[[ PROVIDED RECORDS open ]]

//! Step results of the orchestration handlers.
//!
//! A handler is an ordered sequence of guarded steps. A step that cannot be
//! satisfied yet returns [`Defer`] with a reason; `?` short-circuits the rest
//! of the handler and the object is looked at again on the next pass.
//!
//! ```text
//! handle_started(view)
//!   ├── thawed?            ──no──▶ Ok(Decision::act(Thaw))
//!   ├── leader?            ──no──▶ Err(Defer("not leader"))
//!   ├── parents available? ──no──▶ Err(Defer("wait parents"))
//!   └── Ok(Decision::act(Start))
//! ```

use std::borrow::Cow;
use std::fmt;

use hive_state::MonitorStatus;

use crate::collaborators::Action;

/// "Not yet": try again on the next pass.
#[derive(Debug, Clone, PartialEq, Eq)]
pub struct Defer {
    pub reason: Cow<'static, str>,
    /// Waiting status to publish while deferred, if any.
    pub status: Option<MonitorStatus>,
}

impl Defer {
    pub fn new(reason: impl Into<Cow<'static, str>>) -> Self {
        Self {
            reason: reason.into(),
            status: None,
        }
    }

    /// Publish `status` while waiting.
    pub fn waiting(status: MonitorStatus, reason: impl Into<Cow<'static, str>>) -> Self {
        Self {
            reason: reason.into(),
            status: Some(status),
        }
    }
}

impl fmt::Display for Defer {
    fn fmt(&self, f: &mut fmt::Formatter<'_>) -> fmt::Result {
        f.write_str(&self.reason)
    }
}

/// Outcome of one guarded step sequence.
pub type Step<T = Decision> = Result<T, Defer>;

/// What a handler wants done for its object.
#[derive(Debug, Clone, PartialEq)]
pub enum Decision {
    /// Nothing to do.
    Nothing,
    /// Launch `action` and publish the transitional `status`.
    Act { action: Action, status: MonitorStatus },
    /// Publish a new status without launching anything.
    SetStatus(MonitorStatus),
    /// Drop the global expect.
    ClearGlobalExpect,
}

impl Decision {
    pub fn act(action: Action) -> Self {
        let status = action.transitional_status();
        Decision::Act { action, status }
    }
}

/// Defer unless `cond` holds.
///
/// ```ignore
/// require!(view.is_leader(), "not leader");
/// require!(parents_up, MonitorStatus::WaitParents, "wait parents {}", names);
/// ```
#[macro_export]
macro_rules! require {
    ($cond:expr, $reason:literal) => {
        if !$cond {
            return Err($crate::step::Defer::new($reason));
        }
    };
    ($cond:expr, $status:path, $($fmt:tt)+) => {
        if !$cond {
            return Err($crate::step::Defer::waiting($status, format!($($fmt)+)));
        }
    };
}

[[ PROVIDED RECORDS closed ]]

■ EXERCISE REQUIREMENTS: Each line from the top of the material above through the line containing "pub struct Defer" must be output exactly, and no other line.

■ TASK RESPONSE:
//! Step results of the orchestration handlers.
//!
//! A handler is an ordered sequence of guarded steps. A step that cannot be
//! satisfied yet returns [`Defer`] with a reason; `?` short-circuits the rest
//! of the handler and the object is looked at again on the next pass.
//!
//! ```text
//! handle_started(view)
//!   ├── thawed?            ──no──▶ Ok(Decision::act(Thaw))
//!   ├── leader?            ──no──▶ Err(Defer("not leader"))
//!   ├── parents available? ──no──▶ Err(Defer("wait parents"))
//!   └── Ok(Decision::act(Start))
//! ```

use std::borrow::Cow;
use std::fmt;

use hive_state::MonitorStatus;

use crate::collaborators::Action;

/// "Not yet": try again on the next pass.
#[derive(Debug, Clone, PartialEq, Eq)]
pub struct Defer {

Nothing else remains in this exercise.